Which is where we get off the positivity express and take a cold shower of reality. Fifty years is a very long time - the Apollo program managed just over ten years before it all came to a grinding halt. Administrations come and go, priorities change, new opportunities emerge, new crises require a response. Sustaining a focused scientific effort over that period will be an enormous challenge - maybe a bigger challenge than getting the funding in the first place. Not that funding isn't a problem as well. $1 billion a year doesn't seem like a lot of money in the context of the U.S. Federal budget. This year, the U.S government proposes to spend $3.796 trillion. A quarter each goes to pensions, defense, and healthcare; not surprising if you consider the fear-based motivation we looked at earlier - everyone's afraid of getting sick, getting old, or being blown up by terrorists. The last quarter gets divided up between everyone else. Science accounts for about 2% of the budget (see here for details) and when you get into the nitty-gritty of where that money goes, $1 billion starts to look a lot bigger. It would be 12.5% of NSF's annual budget for 2012 - 30% more than all of the funds that NSF currently provides to its BIO Directorate. And all this so that scientists can name beetles? You can imagine the Fox News headlines already.

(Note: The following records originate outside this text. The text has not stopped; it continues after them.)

//! Price Provider Adapters
//!
//! Implementations behind the quote router's fallback chains:
//! Solana: Dexscreener -> Jupiter price (free) -> Jupiter price (API key);
//! TON: Dexscreener -> TonAPI -> STON.fi simulate.

pub mod dexscreener;
pub mod jupiter_price;
pub mod stonfi_simulate;
pub mod tonapi;

pub use dexscreener::{DexscreenerConfig, DexscreenerProvider};
pub use jupiter_price::{JupiterPriceConfig, JupiterPriceProvider};
pub use stonfi_simulate::StonfiSimulateProvider;
pub use tonapi::{TonapiConfig, TonapiProvider};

Of course no-one's arguing that one agency should support "Mapping the Biosphere," or even one country, but looking at the paper you could be forgiven for thinking so. It has 39 authors from 25 institutions; 34 of those authors and 21 of the institutions are U.S.-based and only 1 author is from a country with an emerging economy (in this case Brazil) despite the fact that most of the world's undescribed biodiversity resides outside the United States and Europe. It seemed to me that this was a major flaw. There is a considerable (and perhaps understandable) resentment in many parts of the world directed towards the mining of biodiversity by "First World" institutions and one would expect that any large-scale program of species description would deal with this front-and-center.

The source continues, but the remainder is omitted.